Records:

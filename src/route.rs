// cached next-hop and l2 resolution
//
// the resolver mirrors the kernel's neighbor and main routing tables
// into shard-local caches and answers, for one destination ip, where
// the frame has to go on the wire. it never blocks the fast path: a
// miss is reported as ProbeRequired/Retry and the frame is dropped,
// the dispatcher pulls the refresh deadline in and upstream resends.

use {
    crate::netlink::{
        MacAddress, Neighbor, NetlinkSocket, RouteEntry, NUD_FAILED, NUD_INCOMPLETE, NUD_NOARP,
        NUD_PERMANENT, RTN_BROADCAST, RTN_LOCAL, RTN_MULTICAST,
    },
    ahash::AHashMap,
    std::{
        io,
        net::Ipv4Addr,
        os::fd::RawFd,
        time::{Duration, Instant},
    },
};

/// default interval between kernel table refreshes
pub const TABLE_REFRESH_LAZY: Duration = Duration::from_secs(60);
/// refresh interval after a probe-required or retry event
pub const TABLE_REFRESH_FAST: Duration = Duration::from_micros(200);

/// resolution outcome for one destination ip
#[derive(Clone, Copy, Debug, PartialEq, Eq)]
pub enum Route {
    /// deliver locally (127/8 or one of our own addresses)
    Loopback,
    NoRoute,
    /// next hop known but no arp entry; probe and drop
    ProbeRequired { next_hop: Ipv4Addr, ifindex: u32 },
    /// arp resolution in flight; drop and re-check soon
    Retry,
    Success { mac: MacAddress, ifindex: u32 },
    Multicast,
    Broadcast,
}

#[derive(Clone, Copy)]
struct ArpEntry {
    mac: Option<MacAddress>,
    state: u16,
}

/// which table the in-flight refresh cycle is fetching next
#[derive(Clone, Copy)]
enum RefreshPhase {
    Arp,
    Routes,
}

pub struct Resolver {
    netlink: Option<NetlinkSocket>,
    arp: AHashMap<Ipv4Addr, ArpEntry>,
    /// sorted by prefix length, longest first
    routes: Vec<RouteEntry>,
    src_ip: Ipv4Addr,
    phase: RefreshPhase,
}

impl Resolver {
    /// resolver backed by a live netlink socket. blocks only here, at
    /// bootstrap, to warm both tables before the loop starts.
    pub fn new(src_ip: Ipv4Addr) -> io::Result<Resolver> {
        let mut r = Resolver {
            netlink: Some(NetlinkSocket::open()?),
            arp: AHashMap::new(),
            routes: Vec::new(),
            src_ip,
            phase: RefreshPhase::Arp,
        };
        let deadline = Instant::now() + Duration::from_secs(1);
        while !r.refresh_step()? {
            if Instant::now() > deadline {
                return Err(io::Error::new(
                    io::ErrorKind::TimedOut,
                    "netlink table warm-up timed out",
                ));
            }
            std::thread::yield_now();
        }
        Ok(r)
    }

    /// resolver over fixed tables; refreshes are no-ops. used at
    /// bootstrap before netlink is available and by tests.
    pub fn with_tables(
        src_ip: Ipv4Addr,
        neighbors: &[Neighbor],
        routes: &[RouteEntry],
    ) -> Resolver {
        let mut r = Resolver {
            netlink: None,
            arp: AHashMap::new(),
            routes: Vec::new(),
            src_ip,
            phase: RefreshPhase::Arp,
        };
        for n in neighbors {
            r.insert_neighbor(*n);
        }
        for e in routes {
            r.insert_route(*e);
        }
        r
    }

    /// drive the arp+route refresh one non-blocking step. Ok(true)
    /// when both tables have been re-fetched; Ok(false) while a kernel
    /// reply is still in flight, poll again on a later tick.
    pub fn refresh_step(&mut self) -> io::Result<bool> {
        if self.netlink.is_none() {
            return Ok(true);
        }
        match self.phase {
            RefreshPhase::Arp => {
                let Some(neighbors) = self.netlink.as_mut().unwrap().poll_neighbors()? else {
                    return Ok(false);
                };
                self.set_neighbors(neighbors);
                self.phase = RefreshPhase::Routes;
                // kick off the route dump right away; the kernel often
                // fills it on the same poll
                if let Some(routes) = self.netlink.as_mut().unwrap().poll_routes()? {
                    self.set_routes(routes);
                    self.phase = RefreshPhase::Arp;
                    return Ok(true);
                }
                Ok(false)
            }
            RefreshPhase::Routes => {
                let Some(routes) = self.netlink.as_mut().unwrap().poll_routes()? else {
                    return Ok(false);
                };
                self.set_routes(routes);
                self.phase = RefreshPhase::Arp;
                Ok(true)
            }
        }
    }

    /// poll a one-shot neighbor refetch. Ok(true) when the arp table
    /// was just rebuilt; Ok(false) while the reply is pending or the
    /// socket is busy with a route dump.
    pub fn fetch_arp(&mut self) -> io::Result<bool> {
        if self.netlink.is_none() {
            return Ok(true);
        }
        let Some(neighbors) = self.netlink.as_mut().unwrap().poll_neighbors()? else {
            return Ok(false);
        };
        self.set_neighbors(neighbors);
        Ok(true)
    }

    fn set_neighbors(&mut self, neighbors: Vec<Neighbor>) {
        self.arp.clear();
        for n in neighbors {
            self.arp.insert(
                n.ip,
                ArpEntry {
                    mac: n.mac,
                    state: n.state,
                },
            );
        }
    }

    fn set_routes(&mut self, routes: Vec<RouteEntry>) {
        self.routes.clear();
        self.routes.extend(routes);
        self.routes.sort_by(|a, b| b.prefix_len.cmp(&a.prefix_len));
    }

    pub fn insert_neighbor(&mut self, n: Neighbor) {
        self.arp.insert(
            n.ip,
            ArpEntry {
                mac: n.mac,
                state: n.state,
            },
        );
    }

    pub fn insert_route(&mut self, e: RouteEntry) {
        self.routes.push(e);
        self.routes.sort_by(|a, b| b.prefix_len.cmp(&a.prefix_len));
    }

    /// record that a probe went out for `next_hop`, so the next lookup
    /// reports Retry instead of probing again. returns false if an
    /// entry already exists and no probe should be sent.
    pub fn note_probe_sent(&mut self, next_hop: Ipv4Addr) -> bool {
        match self.arp.get(&next_hop) {
            Some(e) if e.state & NUD_FAILED == 0 => false,
            _ => {
                self.arp.insert(
                    next_hop,
                    ArpEntry {
                        mac: None,
                        state: NUD_INCOMPLETE,
                    },
                );
                true
            }
        }
    }

    /// resolve one destination against the cached tables
    pub fn route(&self, dst: Ipv4Addr) -> Route {
        if dst.is_loopback() || dst == self.src_ip {
            return Route::Loopback;
        }
        if dst.is_multicast() {
            return Route::Multicast;
        }
        if dst == Ipv4Addr::BROADCAST {
            return Route::Broadcast;
        }

        let Some(entry) = self.lookup_route(dst) else {
            return Route::NoRoute;
        };
        match entry.rtype {
            RTN_LOCAL => return Route::Loopback,
            RTN_BROADCAST => return Route::Broadcast,
            RTN_MULTICAST => return Route::Multicast,
            _ => {}
        }

        let next_hop = entry.gateway.unwrap_or(dst);
        let ifindex = entry.oif;
        match self.arp.get(&next_hop) {
            None => Route::ProbeRequired { next_hop, ifindex },
            Some(e) if e.state & NUD_FAILED != 0 => Route::ProbeRequired { next_hop, ifindex },
            Some(e) => match e.mac {
                Some(mac) if e.state & NUD_INCOMPLETE == 0 => Route::Success { mac, ifindex },
                Some(mac) if e.state & (NUD_PERMANENT | NUD_NOARP) != 0 => {
                    Route::Success { mac, ifindex }
                }
                _ => Route::Retry,
            },
        }
    }

    /// resolve for an imminent transmit: on a probe-required miss,
    /// another shard may already have resolved the address, so try one
    /// non-blocking arp refetch before reporting the miss. if the
    /// kernel reply is not in yet the frame is dropped either way.
    pub fn resolve_for_tx(&mut self, dst: Ipv4Addr) -> Route {
        let first = self.route(dst);
        if let Route::ProbeRequired { .. } = first {
            if matches!(self.fetch_arp(), Ok(true)) {
                return self.route(dst);
            }
        }
        first
    }

    fn lookup_route(&self, dst: Ipv4Addr) -> Option<&RouteEntry> {
        let dst = u32::from(dst);
        self.routes.iter().find(|r| {
            let mask = if r.prefix_len == 0 {
                0
            } else {
                u32::MAX << (32 - r.prefix_len as u32)
            };
            dst & mask == u32::from(r.dst) & mask
        })
    }

    pub fn netlink_fd(&self) -> Option<RawFd> {
        self.netlink.as_ref().map(|n| n.as_raw_fd())
    }
}
// AF_XDP socket driver
//
// owns one socket bound to one nic queue: the UMEM frame pool and the
// four kernel-shared rings (fill / completion for the pool, rx / tx for
// the traffic). `service` is the single non-blocking pump that recycles
// completions, keeps the fill ring stocked, and hands received frames
// to the caller.
//
// ring indices are free-running u32s; the kernel requires power-of-two
// ring sizes so `index & (size - 1)` addresses the slot. the producer
// side publishes with a release store, the consumer side acquires the
// peer index before reading descriptors.

use {
    crate::{aio::IoCounters, metrics::NetMetrics, NetError, NET_MTU},
    std::{
        io, mem,
        os::fd::{AsRawFd, FromRawFd, OwnedFd, RawFd},
        ptr,
        sync::atomic::{AtomicU32, Ordering},
    },
    libc::{c_void, MSG_DONTWAIT},
};

// uapi/linux/if_xdp.h
const AF_XDP: i32 = 44;
const SOL_XDP: i32 = 283;

const XDP_MMAP_OFFSETS: i32 = 1;
const XDP_RX_RING: i32 = 2;
const XDP_TX_RING: i32 = 3;
const XDP_UMEM_REG: i32 = 4;
const XDP_UMEM_FILL_RING: i32 = 5;
const XDP_UMEM_COMPLETION_RING: i32 = 6;
const XDP_STATISTICS: i32 = 7;

const XDP_COPY: u16 = 1 << 1;
const XDP_ZEROCOPY: u16 = 1 << 2;
const XDP_USE_NEED_WAKEUP: u16 = 1 << 3;

const XDP_RING_NEED_WAKEUP: u32 = 1;

const XDP_PGOFF_RX_RING: i64 = 0;
const XDP_PGOFF_TX_RING: i64 = 0x80000000;
const XDP_UMEM_PGOFF_FILL_RING: i64 = 0x100000000;
const XDP_UMEM_PGOFF_COMPLETION_RING: i64 = 0x180000000;

#[repr(C)]
struct XdpUmemReg {
    addr: u64,
    len: u64,
    chunk_size: u32,
    headroom: u32,
    flags: u32,
}

#[repr(C)]
struct SockaddrXdp {
    sxdp_family: u16,
    sxdp_flags: u16,
    sxdp_ifindex: u32,
    sxdp_queue_id: u32,
    sxdp_shared_umem_fd: u32,
}

#[repr(C)]
#[derive(Clone, Copy, Default)]
struct XdpRingOffset {
    producer: u64,
    consumer: u64,
    desc: u64,
    flags: u64,
}

#[repr(C)]
#[derive(Clone, Copy, Default)]
struct XdpMmapOffsets {
    rx: XdpRingOffset,
    tx: XdpRingOffset,
    fr: XdpRingOffset,
    cr: XdpRingOffset,
}

/// rx/tx ring descriptor, struct xdp_desc in the kernel
#[repr(C)]
#[derive(Clone, Copy, Debug, Default)]
pub struct XdpDesc {
    pub addr: u64,
    pub len: u32,
    pub options: u32,
}

/// kernel drop/error statistics, struct xdp_statistics v1
#[repr(C)]
#[derive(Clone, Copy, Debug, Default)]
pub struct XdpStatistics {
    pub rx_dropped: u64,
    pub rx_invalid_descs: u64,
    pub tx_invalid_descs: u64,
    pub rx_ring_full: u64,
    pub rx_fill_ring_empty_descs: u64,
    pub tx_ring_empty_descs: u64,
}

const XDP_STATISTICS_V0_SZ: u32 = 24;
const XDP_STATISTICS_V1_SZ: u32 = 48;

#[derive(Clone, Copy, Debug)]
pub struct XskConfig {
    pub rx_depth: u32,
    pub tx_depth: u32,
    pub zero_copy: bool,
}

fn errno() -> i32 {
    io::Error::last_os_error().raw_os_error().unwrap_or(-1)
}

/// one mmap'd ring shared with the kernel
struct RingMap {
    map_ptr: *mut c_void,
    map_len: usize,
    producer: *const AtomicU32,
    consumer: *const AtomicU32,
    flags: *const AtomicU32,
    desc: *mut u8,
    size: u32,
}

What you will do: Tally up how many lines in the preceding listing contain the word "NetlinkSocket". Give nothing but the number.

Solution to this exercise: 3